(Provided records):
□ □ □
use std::fmt;

use fxhash::FxHashSet;

use crate::condition::{Condition, ConditionKind, Value};

/// The thing a term's probability is about: a bare variable, or a variable
/// fixed to a particular value.
#[derive(Debug, Clone, PartialEq, Eq, Hash)]
pub enum Outcome {
    Bare(String),
    Equality(String, Value),
}

impl Outcome {
    pub fn var(&self) -> &str {
        match self {
            Outcome::Bare(v) => v,
            Outcome::Equality(v, _) => v,
        }
    }
}

impl fmt::Display for Outcome {
    fn fmt(&self, f: &mut fmt::Formatter) -> fmt::Result {
        match self {
            Outcome::Bare(v) => write!(f, "{}", v),
            Outcome::Equality(v, val) => write!(f, "{}={}", v, val),
        }
    }
}

/// A causal probability term `P(Y | C)`. `C` is a multiset of conditions
/// treated as a set: `Term::new` coalesces duplicates and sorts into
/// canonical order, so two terms with the same outcome and the same
/// condition set are `==` regardless of the order they were built in.
#[derive(Debug, Clone, Eq)]
pub struct Term {
    pub outcome: Outcome,
    conditions: Vec<Condition>,
}

impl Term {
    /// Builds a canonical term: sorts conditions, and for any two
    /// conditions on the same variable of the same kind, keeps only the
    /// first one supplied (spec.md §3.4's open question: this is lenient,
    /// not an error — see DESIGN.md).
    pub fn new(outcome: Outcome, conditions: Vec<Condition>) -> Term {
        let mut kept: Vec<Condition> = Vec::with_capacity(conditions.len());
        for cond in conditions {
            if !kept.iter().any(|c| c.same_slot(&cond)) {
                kept.push(cond);
            }
        }
        kept.sort();
        Term {
            outcome,
            conditions: kept,
        }
    }

    pub fn conditions(&self) -> &[Condition] {
        &self.conditions
    }

    pub fn interventions(&self) -> impl Iterator<Item = &Condition> {
        self.conditions.iter().filter(|c| c.is_intervention())
    }

    pub fn observations(&self) -> impl Iterator<Item = &Condition> {
        self.conditions.iter().filter(|c| c.is_observation())
    }

    pub fn intervention_vars(&self) -> Vec<&str> {
        self.interventions().map(|c| c.var.as_str()).collect()
    }

    pub fn observation_vars(&self) -> Vec<&str> {
        self.observations().map(|c| c.var.as_str()).collect()
    }

    /// All variables mentioned anywhere in the term: the outcome and every
    /// condition. Used to check the "no enumerator introduces a new
    /// variable" invariant (spec.md §8, property 4).
    pub fn variables(&self) -> FxHashSet<&str> {
        let mut vars: FxHashSet<&str> = self.conditions.iter().map(|c| c.var.as_str()).collect();
        vars.insert(self.outcome.var());
        vars
    }

    /// Returns a new term with the given condition removed (matched by
    /// variable and kind, ignoring value). Used by Rules 1 and 3.
    pub fn without_condition(&self, kind: ConditionKind, var: &str) -> Term {
        let conditions = self
            .conditions
            .iter()
            .filter(|c| !(c.kind == kind && c.var == var))
            .cloned()
            .collect();
        Term::new(self.outcome.clone(), conditions)
    }

    /// Returns a new term with the intervention on `var` turned into an
    /// observation on the same variable, value preserved. Used by Rule 2.
    pub fn with_intervention_observed(&self, var: &str) -> Term {
        let conditions = self
            .conditions
            .iter()
            .map(|c| {
                if c.is_intervention() && c.var == var {
                    c.with_kind(ConditionKind::Observation)
                } else {
                    c.clone()
                }
            })
            .collect();
        Term::new(self.outcome.clone(), conditions)
    }

    /// Structural equivalence used by the proof search's goal check: same
    /// outcome, same intervention set, same observation set. For a
    /// canonical `Term` this is exactly `==`, but the search code checks
    /// both this and the state key explicitly, per spec.md §4.4.
    pub fn structurally_equal(&self, other: &Term) -> bool {
        self == other
    }
}

impl PartialEq for Term {
    fn eq(&self, other: &Self) -> bool {
        self.outcome == other.outcome && self.conditions == other.conditions
    }
}

impl std::hash::Hash for Term {
    fn hash<H: std::hash::Hasher>(&self, state: &mut H) {
        self.outcome.hash(state);
        self.conditions.hash(state);
    }
}

impl fmt::Display for Term {
    fn fmt(&self, f: &mut fmt::Formatter) -> fmt::Result {
        if self.conditions.is_empty() {
            return write!(f, "P({})", self.outcome);
        }
        write!(f, "P({} | ", self.outcome)?;
        for (i, cond) in self.conditions.iter().enumerate() {
            if i > 0 {
                write!(f, ", ")?;
            }
            write!(f, "{}", cond)?;
        }
        write!(f, ")")
    }
}

#[cfg(test)]
mod tests {
    use super::*;

    fn y() -> Outcome {
        Outcome::Bare("Y".to_string())
    }

    #[test]
    fn test_duplicate_conditions_keep_first() {
        let t = Term::new(
            y(),
            vec![
                Condition::observation_eq("X", Value::Int(0)),
                Condition::observation_eq("X", Value::Int(1)),
            ],
        );
        assert_eq!(t.conditions().len(), 1);
        assert_eq!(t.to_string(), "P(Y | X=0)");
    }

    #[test]
    fn test_canonical_display() {
        let t = Term::new(
            y(),
            vec![
                Condition::observation("W"),
                Condition::intervention("X"),
            ],
        );
        assert_eq!(t.to_string(), "P(Y | do(X), W)");
    }

    #[test]
    fn test_order_independent_equality() {
        let a = Term::new(
            y(),
            vec![Condition::observation("W"), Condition::intervention("X")],
        );
        let b = Term::new(
            y(),
            vec![Condition::intervention("X"), Condition::observation("W")],
        );
        assert_eq!(a, b);
    }

    #[test]
    fn test_no_conditions_renders_bare() {
        let t = Term::new(y(), vec![]);
        assert_eq!(t.to_string(), "P(Y)");
    }

    #[test]
    fn test_with_intervention_observed_preserves_value() {
        let t = Term::new(y(), vec![Condition::intervention_eq("X", Value::Int(1))]);
        let t2 = t.with_intervention_observed("X");
        assert_eq!(t2.to_string(), "P(Y | X=1)");
    }
}
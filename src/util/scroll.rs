//! Smooth scrolling to marketing-page anchors.
//!
//! Hydrate-only; native/SSR builds no-op so rendering stays deterministic.

/// Smoothly scroll the element with `id` into view.
pub fn scroll_to_anchor(id: &str) {
    #[cfg(feature = "hydrate")]
    {
        let Some(el) = web_sys::window()
            .and_then(|w| w.document())
            .and_then(|d| d.get_element_by_id(id))
        else {
            return;
        };
        let options = web_sys::ScrollIntoViewOptions::new();
        options.set_behavior(web_sys::ScrollBehavior::Smooth);
        el.scroll_into_view_with_scroll_into_view_options(&options);
    }
    #[cfg(not(feature = "hydrate"))]
    {
        let _ = id;
    }
}
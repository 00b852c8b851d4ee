//! Admin-console state.
//!
//! SYSTEM CONTEXT
//! ==============
//! The console gates itself on a role check performed after mount, which is
//! an advisory UI affordance only; the backend's row-level rules are the real
//! authorization boundary. User rows here are seeded mock data — operator
//! actions against them mutate this list and nothing else. Only the pricing
//! editor (`plans`) and the site-settings toggles touch anything beyond local
//! state.

#[cfg(test)]
#[path = "admin_test.rs"]
mod admin_test;

use crate::net::types::SiteSettings;

/// One row in the admin user table (mock data).
#[derive(Clone, Debug, PartialEq)]
pub struct AdminUser {
    pub id: String,
    pub username: String,
    pub email: String,
    pub plan: String,
    pub is_active: bool,
    /// ISO 8601 date the account was created.
    pub joined: String,
}

/// Admin console state: gate, user table, search, operator toggles.
#[derive(Clone, Debug, Default)]
pub struct AdminState {
    /// `None` until the post-mount role check settles.
    pub authorized: Option<bool>,
    pub users: Vec<AdminUser>,
    pub search: String,
    pub site: SiteSettings,
    pub site_saving: bool,
}

impl AdminState {
    /// Seed the mock user table shown in the console.
    pub fn seed_mock_users(&mut self) {
        if !self.users.is_empty() {
            return;
        }
        self.users = vec![
            mock_user("u-1001", "ada", "ada@example.com", "pro", true, "2025-11-02"),
            mock_user("u-1002", "grace", "grace@example.com", "free", true, "2025-12-18"),
            mock_user("u-1003", "linus", "linus@example.com", "team", true, "2026-01-05"),
            mock_user("u-1004", "margaret", "margaret@example.com", "free", false, "2026-02-21"),
            mock_user("u-1005", "dennis", "dennis@example.com", "pro", true, "2026-03-14"),
        ];
    }

    /// Rows matching the current search, by username or email substring.
    #[must_use]
    pub fn visible_users(&self) -> Vec<&AdminUser> {
        let needle = self.search.trim().to_lowercase();
        self.users
            .iter()
            .filter(|u| {
                needle.is_empty()
                    || u.username.to_lowercase().contains(&needle)
                    || u.email.to_lowercase().contains(&needle)
            })
            .collect()
    }

    /// Flip a user's active flag (mock rows only). Returns whether a row matched.
    pub fn toggle_user_active(&mut self, id: &str) -> bool {
        match self.users.iter_mut().find(|u| u.id == id) {
            Some(user) => {
                user.is_active = !user.is_active;
                true
            }
            None => false,
        }
    }

    /// Remove a user row (mock rows only). Returns whether a row matched.
    pub fn delete_user(&mut self, id: &str) -> bool {
        let before = self.users.len();
        self.users.retain(|u| u.id != id);
        self.users.len() != before
    }
}

fn mock_user(id: &str, username: &str, email: &str, plan: &str, is_active: bool, joined: &str) -> AdminUser {
    AdminUser {
        id: id.to_owned(),
        username: username.to_owned(),
        email: email.to_owned(),
        plan: plan.to_owned(),
        is_active,
        joined: joined.to_owned(),
    }
}
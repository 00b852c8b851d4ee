//! Themed profile renderer shared by the editor preview and the public page.
//!
//! DESIGN
//! ======
//! Both surfaces call this one component with the same inputs, so preview and
//! published page cannot drift. Inactive links and links whose stored URL no
//! longer validates are silently omitted rather than surfaced as errors.

use leptos::prelude::*;

use crate::net::types::{AppearanceSettings, Link, Profile};
use crate::theme::{self, LinkIcon};
use crate::util::url::validate_url;

#[component]
pub fn ProfileView(
    profile: Profile,
    appearance: AppearanceSettings,
    links: Vec<Link>,
    /// Count click-throughs (public page only; the preview never counts).
    #[prop(default = false)]
    track_clicks: bool,
) -> impl IntoView {
    let page = theme::page_style(&appearance);
    let button = theme::button_style(&appearance);
    let hide_branding = appearance.hide_branding;

    let username = profile.username;
    let bio = profile.bio;
    let avatar_url = profile.avatar_url.unwrap_or_default();
    let cover_url = profile.cover_url.unwrap_or_default();
    let avatar_alt = format!("@{username}");
    let has_avatar = !avatar_url.is_empty();
    let has_cover = !cover_url.is_empty();
    let has_bio = !bio.is_empty();

    let rendered_links: Vec<_> = links
        .into_iter()
        .filter(|link| link.is_active)
        .filter_map(|link| validate_url(&link.url).map(|url| (link, url)))
        .collect();

    view! {
        <div class="profile-page" style=page.style_attr()>
            <Show when=move || has_cover>
                <img class="profile-page__cover" src=cover_url.clone() alt="" />
            </Show>
            <Show when=move || has_avatar>
                <img class="profile-page__avatar" src=avatar_url.clone() alt=avatar_alt.clone() />
            </Show>
            <h1 class="profile-page__username">"@" {username.clone()}</h1>
            <Show when=move || has_bio>
                <p class="profile-page__bio">{bio.clone()}</p>
            </Show>

            <div class="profile-page__links">
                {rendered_links
                    .into_iter()
                    .map(|(link, url)| {
                        let link_id = link.id;
                        let icon = theme::link_icon(&url);
                        view! {
                            <a
                                class="profile-link"
                                style=button.style_attr()
                                href=url
                                target="_blank"
                                rel="noopener noreferrer"
                                on:click=move |_| {
                                    if track_clicks {
                                        let link_id = link_id.clone();
                                        #[cfg(feature = "hydrate")]
                                        leptos::task::spawn_local(async move {
                                            crate::net::api::increment_link_clicks(&link_id).await;
                                        });
                                        #[cfg(not(feature = "hydrate"))]
                                        let _ = link_id;
                                    }
                                }
                            >
                                {match icon {
                                    Some(LinkIcon::Brand(slug)) => view! {
                                        <span class=format!("profile-link__icon icon-{slug}")></span>
                                    }
                                    .into_any(),
                                    Some(LinkIcon::Favicon(src)) => view! {
                                        <img class="profile-link__icon" src=src alt="" />
                                    }
                                    .into_any(),
                                    None => view! { <span class="profile-link__icon"></span> }.into_any(),
                                }}
                                <span class="profile-link__title">{link.title}</span>
                            </a>
                        }
                    })
                    .collect::<Vec<_>>()}
            </div>

            <Show when=move || !hide_branding>
                <a class="profile-page__branding" href="/">
                    "made with Linkleaf"
                </a>
            </Show>
        </div>
    }
}
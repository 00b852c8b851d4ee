use super::*;

#[test]
fn default_tab_is_links() {
    assert_eq!(UiState::default().tab, DashboardTab::Links);
}

#[test]
fn toast_ids_are_unique_and_monotonic() {
    let mut state = UiState::default();
    let a = state.toast_info("saved");
    let b = state.toast_error("failed");
    assert!(b > a);
    assert_eq!(state.toasts.len(), 2);
    assert_eq!(state.toasts[0].kind, ToastKind::Info);
    assert_eq!(state.toasts[1].kind, ToastKind::Error);
}

#[test]
fn dismiss_removes_only_the_matching_toast() {
    let mut state = UiState::default();
    let a = state.toast_info("one");
    let b = state.toast_info("two");
    state.dismiss_toast(a);
    assert_eq!(state.toasts.len(), 1);
    assert_eq!(state.toasts[0].id, b);
    // Unknown id is a no-op.
    state.dismiss_toast(999);
    assert_eq!(state.toasts.len(), 1);
}

#[test]
fn ids_are_not_reused_after_dismissal() {
    let mut state = UiState::default();
    let a = state.toast_info("one");
    state.dismiss_toast(a);
    let b = state.toast_info("two");
    assert_ne!(a, b);
}
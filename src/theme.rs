//! Appearance settings -> visual style descriptors.
//!
//! DESIGN
//! ======
//! One pure mapping shared by the dashboard's live preview and the public
//! profile page, so the two can never drift apart. Inputs are the tagged
//! enums on `AppearanceSettings`; outputs are plain style descriptors the
//! view layer turns into inline CSS.
//!
//! The one override rule: an explicit `font_color` forces the button palette
//! light or dark by that color's luminance, regardless of the theme preset.

#[cfg(test)]
#[path = "theme_test.rs"]
mod theme_test;

use crate::net::types::{AppearanceSettings, ButtonFill, ButtonShadow, ButtonShape, FontFamily, ThemePreset};
use crate::util::color::{is_light_color, normalize_hex_color};

/// Page-level styling for a rendered profile.
#[derive(Clone, Debug, PartialEq, Eq)]
pub struct PageStyle {
    /// CSS `background` value (gradient, flat color, or cover image).
    pub background: String,
    /// Hex text color for bio and headings.
    pub text_color: String,
    /// CSS `font-family` stack.
    pub font_stack: &'static str,
}

impl PageStyle {
    /// Inline `style` attribute for the page wrapper.
    #[must_use]
    pub fn style_attr(&self) -> String {
        format!(
            "background:{};color:{};font-family:{};",
            self.background, self.text_color, self.font_stack
        )
    }
}

/// Button-level styling composed from the three independent axes.
#[derive(Clone, Debug, PartialEq, Eq)]
pub struct ButtonStyle {
    pub background: String,
    pub text_color: String,
    pub border: String,
    pub radius: &'static str,
    pub shadow: &'static str,
}

impl ButtonStyle {
    /// Inline `style` attribute for one link button.
    #[must_use]
    pub fn style_attr(&self) -> String {
        format!(
            "background:{};color:{};border:{};border-radius:{};box-shadow:{};",
            self.background, self.text_color, self.border, self.radius, self.shadow
        )
    }
}

/// Fixed palette carried by each theme preset.
struct PresetStyle {
    background: &'static str,
    text: &'static str,
    button_bg: &'static str,
    button_text: &'static str,
}

fn preset_style(preset: ThemePreset) -> PresetStyle {
    match preset {
        // Custom shares Midnight's colors; the uploaded image replaces the
        // gradient in `page_style` when present.
        ThemePreset::Midnight | ThemePreset::Custom => PresetStyle {
            background: "linear-gradient(160deg, #0f172a 0%, #1e293b 100%)",
            text: "#f8fafc",
            button_bg: "#f8fafc",
            button_text: "#0f172a",
        },
        ThemePreset::Daybreak => PresetStyle {
            background: "linear-gradient(160deg, #fefce8 0%, #fde68a 100%)",
            text: "#1c1917",
            button_bg: "#1c1917",
            button_text: "#fefce8",
        },
        ThemePreset::Forest => PresetStyle {
            background: "linear-gradient(160deg, #14532d 0%, #166534 100%)",
            text: "#f0fdf4",
            button_bg: "#f0fdf4",
            button_text: "#14532d",
        },
        ThemePreset::Ocean => PresetStyle {
            background: "linear-gradient(160deg, #0c4a6e 0%, #0369a1 100%)",
            text: "#f0f9ff",
            button_bg: "#f0f9ff",
            button_text: "#0c4a6e",
        },
        ThemePreset::Blush => PresetStyle {
            background: "linear-gradient(160deg, #fdf2f8 0%, #fbcfe8 100%)",
            text: "#500724",
            button_bg: "#500724",
            button_text: "#fdf2f8",
        },
        ThemePreset::Mono => PresetStyle {
            background: "#fafafa",
            text: "#171717",
            button_bg: "#171717",
            button_text: "#fafafa",
        },
    }
}

fn font_stack(family: FontFamily) -> &'static str {
    match family {
        FontFamily::Sans => "'Inter', 'Helvetica Neue', Arial, sans-serif",
        FontFamily::Serif => "'Georgia', 'Times New Roman', serif",
        FontFamily::Mono => "'JetBrains Mono', 'Courier New', monospace",
        FontFamily::Rounded => "'Nunito', 'Comic Sans MS', sans-serif",
    }
}

/// Compute page styling from appearance settings.
#[must_use]
pub fn page_style(settings: &AppearanceSettings) -> PageStyle {
    let preset = preset_style(settings.theme);
    let background = match (&settings.theme, &settings.background_url) {
        (ThemePreset::Custom, Some(url)) if !url.is_empty() => {
            format!("url('{url}') center / cover no-repeat fixed")
        }
        _ => preset.background.to_owned(),
    };
    let text_color = settings
        .font_color
        .as_deref()
        .map_or_else(|| preset.text.to_owned(), |c| normalize_hex_color(c, preset.text));
    PageStyle {
        background,
        text_color,
        font_stack: font_stack(settings.font_family),
    }
}

/// Button palette: background + label pair before the fill axis is applied.
struct Palette {
    bg: String,
    text: String,
}

fn button_palette(settings: &AppearanceSettings) -> Palette {
    match settings.font_color.as_deref() {
        // Explicit font color forces the palette: a light font color means a
        // dark button with light text, and the inverse for a dark font color.
        Some(color) if !color.is_empty() => {
            if is_light_color(color) {
                Palette {
                    bg: "#111827".to_owned(),
                    text: "#f9fafb".to_owned(),
                }
            } else {
                Palette {
                    bg: "#f9fafb".to_owned(),
                    text: "#111827".to_owned(),
                }
            }
        }
        _ => {
            let preset = preset_style(settings.theme);
            Palette {
                bg: preset.button_bg.to_owned(),
                text: preset.button_text.to_owned(),
            }
        }
    }
}

/// Compute button styling from appearance settings.
#[must_use]
pub fn button_style(settings: &AppearanceSettings) -> ButtonStyle {
    let palette = button_palette(settings);

    let (background, text_color, border) = match settings.button_fill {
        ButtonFill::Solid => (palette.bg.clone(), palette.text.clone(), "none".to_owned()),
        // Outline uses the palette's fill tone as the accent for both the
        // border and the label, over a transparent tile.
        ButtonFill::Outline => (
            "transparent".to_owned(),
            palette.bg.clone(),
            format!("1.5px solid {}", palette.bg),
        ),
        ButtonFill::Glass => {
            let translucent = if is_light_color(&palette.bg) {
                "rgba(255, 255, 255, 0.18)"
            } else {
                "rgba(17, 24, 39, 0.12)"
            };
            (translucent.to_owned(), palette.bg.clone(), "none".to_owned())
        }
    };

    ButtonStyle {
        background,
        text_color,
        border,
        radius: match settings.button_shape {
            ButtonShape::Square => "0",
            ButtonShape::Rounded => "14px",
            ButtonShape::Pill => "999px",
        },
        shadow: match settings.button_shadow {
            ButtonShadow::None => "none",
            ButtonShadow::Soft => "0 2px 10px rgba(0, 0, 0, 0.18)",
            ButtonShadow::Hard => "4px 4px 0 rgba(0, 0, 0, 0.85)",
        },
    }
}

// =============================================================================
// SOCIAL ICONS
// =============================================================================

/// Icon source for a link row.
#[derive(Clone, Debug, PartialEq, Eq)]
pub enum LinkIcon {
    /// A known platform, identified by icon slug.
    Brand(&'static str),
    /// Favicon-service URL for an unrecognized host.
    Favicon(String),
}

/// Domain substrings mapped to brand icon slugs. First match wins.
const BRAND_DOMAINS: &[(&str, &str)] = &[
    ("instagram.com", "instagram"),
    ("twitter.com", "twitter"),
    ("x.com", "twitter"),
    ("github.com", "github"),
    ("youtube.com", "youtube"),
    ("youtu.be", "youtube"),
    ("tiktok.com", "tiktok"),
    ("linkedin.com", "linkedin"),
    ("facebook.com", "facebook"),
    ("twitch.tv", "twitch"),
    ("spotify.com", "spotify"),
    ("discord.gg", "discord"),
    ("discord.com", "discord"),
];

/// Pick an icon for a link URL: brand match by domain substring, then a
/// favicon-service fallback, then none for unparseable URLs.
#[must_use]
pub fn link_icon(url: &str) -> Option<LinkIcon> {
    let host = host_of(url)?;
    for (domain, slug) in BRAND_DOMAINS {
        if host == *domain || host.ends_with(&format!(".{domain}")) {
            return Some(LinkIcon::Brand(slug));
        }
    }
    Some(LinkIcon::Favicon(format!(
        "https://icons.duckduckgo.com/ip3/{host}.ico"
    )))
}

/// Extract the lowercased host from an already-normalized web URL.
fn host_of(url: &str) -> Option<String> {
    let rest = url.strip_prefix("https://").or_else(|| url.strip_prefix("http://"))?;
    let host = rest.split(['/', '?', '#']).next()?;
    let host = host.split(':').next()?;
    if host.is_empty() || !host.contains('.') {
        return None;
    }
    Some(host.to_ascii_lowercase())
}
□ □ □
(Action item): Beginning at the line that holds "a link row.", copy every line through the end of the entries exactly as given, and only those lines.

(Reply to the exercise):
/// Icon source for a link row.
#[derive(Clone, Debug, PartialEq, Eq)]
pub enum LinkIcon {
    /// A known platform, identified by icon slug.
    Brand(&'static str),
    /// Favicon-service URL for an unrecognized host.
    Favicon(String),
}

/// Domain substrings mapped to brand icon slugs. First match wins.
const BRAND_DOMAINS: &[(&str, &str)] = &[
    ("instagram.com", "instagram"),
    ("twitter.com", "twitter"),
    ("x.com", "twitter"),
    ("github.com", "github"),
    ("youtube.com", "youtube"),
    ("youtu.be", "youtube"),
    ("tiktok.com", "tiktok"),
    ("linkedin.com", "linkedin"),
    ("facebook.com", "facebook"),
    ("twitch.tv", "twitch"),
    ("spotify.com", "spotify"),
    ("discord.gg", "discord"),
    ("discord.com", "discord"),
];

/// Pick an icon for a link URL: brand match by domain substring, then a
/// favicon-service fallback, then none for unparseable URLs.
#[must_use]
pub fn link_icon(url: &str) -> Option<LinkIcon> {
    let host = host_of(url)?;
    for (domain, slug) in BRAND_DOMAINS {
        if host == *domain || host.ends_with(&format!(".{domain}")) {
            return Some(LinkIcon::Brand(slug));
        }
    }
    Some(LinkIcon::Favicon(format!(
        "https://icons.duckduckgo.com/ip3/{host}.ico"
    )))
}

/// Extract the lowercased host from an already-normalized web URL.
fn host_of(url: &str) -> Option<String> {
    let rest = url.strip_prefix("https://").or_else(|| url.strip_prefix("http://"))?;
    let host = rest.split(['/', '?', '#']).next()?;
    let host = host.split(':').next()?;
    if host.is_empty() || !host.contains('.') {
        return None;
    }
    Some(host.to_ascii_lowercase())
}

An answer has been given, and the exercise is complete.